One of the most difficult things about a lockdown and social distancing is not being able to see your own children for weeks or even months at a time. Social distancing here in the Netherlands began on March 15 when the infection rate was only 1,500 persons. Today, a little over 3 weeks later, we have over 20,000 infected with COVID-19.
I find myself taking a deep breath and bracing myself each time I get an email from the organization running my son, B’s care home. I carefully copy and paste the Dutch text into Google translate to make sure I’m not missing any important issues. I still don’t trust my Dutch when it comes to my son. The care home residents are particularly vulnerable to COVID-19. Many residents, B included, would not be able to communicate any beginning symptoms of the illness. Other residents have medical issues that would make an infection much more deadly. His care home is currently located in the top floor of a building that houses an elderly care home on the ground floor. The organization had originally selected a lovely, large, free-standing house in a nice community to house its residents, consisting of 9 young people and adults, aged 9-24 with various disabilities who need 24 hour supervision. Another small group in the home consists of young adults needing supported living. When housing the residents at that home fell through, the vacant top floor of the elderly home run by the same organization became a temporary housing solution.

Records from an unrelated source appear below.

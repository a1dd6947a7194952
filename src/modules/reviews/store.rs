use tokio::sync::RwLock;

use super::models::{RankedReview, Review, ReviewSummary, ValidReview};
use super::ranking;

/// In-memory review list shared by the request handlers.
///
/// Reviews live for the lifetime of the process. Every mutation threads the
/// current list through a pure transformation and swaps in the result.
#[derive(Debug, Default)]
pub struct ReviewStore {
    reviews: RwLock<Vec<Review>>,
}

impl ReviewStore {
    pub fn new() -> Self {
        Self::default()
    }

    /// Reviews of `book_id`, highest voted first.
    pub async fn list(&self, book_id: &str) -> Vec<Review> {
        let reviews = self.reviews.read().await;
        let for_book: Vec<Review> = reviews
            .iter()
            .filter(|review| review.book_id == book_id)
            .cloned()
            .collect();
        ranking::sort_by_votes_descending(&for_book)
    }

    /// Ranked reviews of `book_id` with their average rating.
    pub async fn summary(&self, book_id: &str) -> ReviewSummary {
        let ranked = self.list(book_id).await;
        let average = ranking::average_rating(&ranked);

        ReviewSummary {
            book_id: book_id.to_string(),
            average_rating: average,
            average_label: ranking::format_rating(average),
            review_count: ranked.len(),
            reviews: ranked
                .into_iter()
                .map(|review| RankedReview {
                    stars: ranking::star_glyphs(review.rating),
                    review,
                })
                .collect(),
        }
    }

    /// Record a validated submission and return the stored review.
    pub async fn add(&self, book_id: &str, submission: ValidReview) -> Review {
        let review = Review::create(new_review_id(), book_id, submission, today());
        self.reviews.write().await.push(review.clone());

        tracing::info!(
            review_id = %review.id,
            book_id = %review.book_id,
            rating = review.rating,
            "review added"
        );
        review
    }

    /// Adjust the votes of `review_id`; `None` when no such review exists.
    pub async fn vote(&self, review_id: &str, delta: i64) -> Option<Review> {
        let mut reviews = self.reviews.write().await;
        if !reviews.iter().any(|review| review.id == review_id) {
            return None;
        }

        *reviews = ranking::apply_vote(&reviews, review_id, delta);
        let updated = reviews.iter().find(|review| review.id == review_id).cloned();

        if let Some(review) = &updated {
            tracing::debug!(review_id, delta, votes = review.votes, "review voted");
        }
        updated
    }

    /// Total number of stored reviews across all books.
    pub async fn len(&self) -> usize {
        self.reviews.read().await.len()
    }
}

fn new_review_id() -> String {
    uuid::Uuid::now_v7().to_string()
}

fn today() -> String {
    time::OffsetDateTime::now_utc().date().to_string()
}

#[cfg(test)]
mod tests {
    use super::*;

    fn submission(author: &str, rating: u8) -> ValidReview {
        ValidReview {
            author: author.to_string(),
            rating,
            comment: format!("{} says hi", author),
        }
    }

    #[tokio::test]
    async fn added_reviews_are_scoped_to_their_book() {
        let store = ReviewStore::new();
        store.add("book-1", submission("Ana", 4)).await;
        store.add("book-2", submission("Luis", 2)).await;
        store.add("book-1", submission("Eva", 5)).await;

        assert_eq!(store.len().await, 3);
        let reviews = store.list("book-1").await;
        assert_eq!(reviews.len(), 2);
        assert!(reviews.iter().all(|r| r.book_id == "book-1"));
        assert!(reviews.iter().all(|r| r.votes == 0));
    }

    #[tokio::test]
    async fn new_review_carries_todays_date() {
        let store = ReviewStore::new();
        let review = store.add("book-1", submission("Ana", 4)).await;
        assert_eq!(review.date.len(), 10);
        assert_eq!(&review.date[4..5], "-");
        assert!(uuid::Uuid::parse_str(&review.id).is_ok());
    }

    #[tokio::test]
    async fn summary_ranks_and_averages() {
        let store = ReviewStore::new();
        let first = store.add("book-1", submission("Ana", 4)).await;
        let second = store.add("book-1", submission("Eva", 5)).await;

        store.vote(&second.id, 1).await.unwrap();

        let summary = store.summary("book-1").await;
        assert_eq!(summary.review_count, 2);
        assert_eq!(summary.average_rating, 4.5);
        assert_eq!(summary.average_label, "4.5");
        assert_eq!(summary.reviews[0].review.id, second.id);
        assert_eq!(summary.reviews[0].stars, "★★★★★");
        assert_eq!(summary.reviews[1].review.id, first.id);
    }

    #[tokio::test]
    async fn summary_of_unreviewed_book_is_empty() {
        let store = ReviewStore::new();
        let summary = store.summary("nothing").await;
        assert_eq!(summary.review_count, 0);
        assert_eq!(summary.average_label, "0.0");
    }

    #[tokio::test]
    async fn voting_unknown_review_returns_none() {
        let store = ReviewStore::new();
        store.add("book-1", submission("Ana", 4)).await;
        assert!(store.vote("missing", 1).await.is_none());
    }

    #[tokio::test]
    async fn downvote_reorders_leader() {
        let store = ReviewStore::new();
        let leader = store.add("book-1", submission("Ana", 4)).await;
        let runner = store.add("book-1", submission("Eva", 3)).await;

        store.vote(&leader.id, 1).await.unwrap();
        assert_eq!(store.list("book-1").await[0].id, leader.id);

        let updated = store.vote(&leader.id, -1).await.unwrap();
        assert_eq!(updated.votes, 0);
        store.vote(&leader.id, -1).await.unwrap();

        let ranked = store.list("book-1").await;
        assert_eq!(ranked[0].id, runner.id);
        assert_eq!(ranked[1].votes, -1);
    }
}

The no-visit policy was instituted two weeks ago when several of the downstairs residents contracted COVID-19. There have been several deaths. The shared entrance made the lockdown mandatory.
My son has always enjoyed monthly visits to spend a weekend with me here in Amsterdam. Due to the lockdown, this is no longer possible. B doesn’t understand the idea of flattening the curve, the implications of an epidemic, or that exposure to an infected person could result in death. He only knows that his schedule has been suspended and his life upended. He is not even able to do his normal work in the garden, clearly visible from his bedroom window, because he would be in contact with residents living in other facilities.
However, he does somewhat understand the illness we are describing. In mid-February, he contracted a strange illness with symptoms of a high fever (39.4C, 103 F) , dry cough, and loss of appetite. My healthy son who had never been sick enough to stay in bed for more than a portion of a day was so ill that he didn’t want to leave his room for an entire week. He barely ate during that time, which is quite uncharacteristic for B. He tested negative for the flu. They were not even suspecting COVID-19 back then. It took a full two weeks for him to recover. I am hoping that an antibody test can be administered in the near future to verify that he had COVID-19. In the meantime, he will have to forego the Burger Bar hamburgers, the Il Sogno pizza, nachos at the Butcher, and The Infamous pancakes at Moak. He will miss his trips to the Amsterdam Artis Zoo, A’Dam Lookout, and walking on Zeedijk. My explanation of thinking of this time as a season, one that will change in time, seemed to help him understand. I will just continue to miss him.
I have not seen my daughter, K in over a month now. Although that is difficult, I stay connected with her by phone conversations and text messages. We share stories, worries, and anecdotes. It’s different in B’s case. Relief and a positive antibody test cannot come soon enough.
2 thoughts on “Social Distancing From Your Own Children”
Lots of hugs and thoughts to you and your family, Jillian. I hope we all come stronger on the other side of this craziness.
Also, just one small info: there’s a translator called Deepl that works much better than Google Translate for Dutch text. Give it a go!
Thanks so much, Tiago. Also wishing all the best to you and your family. I will also check out Deepl.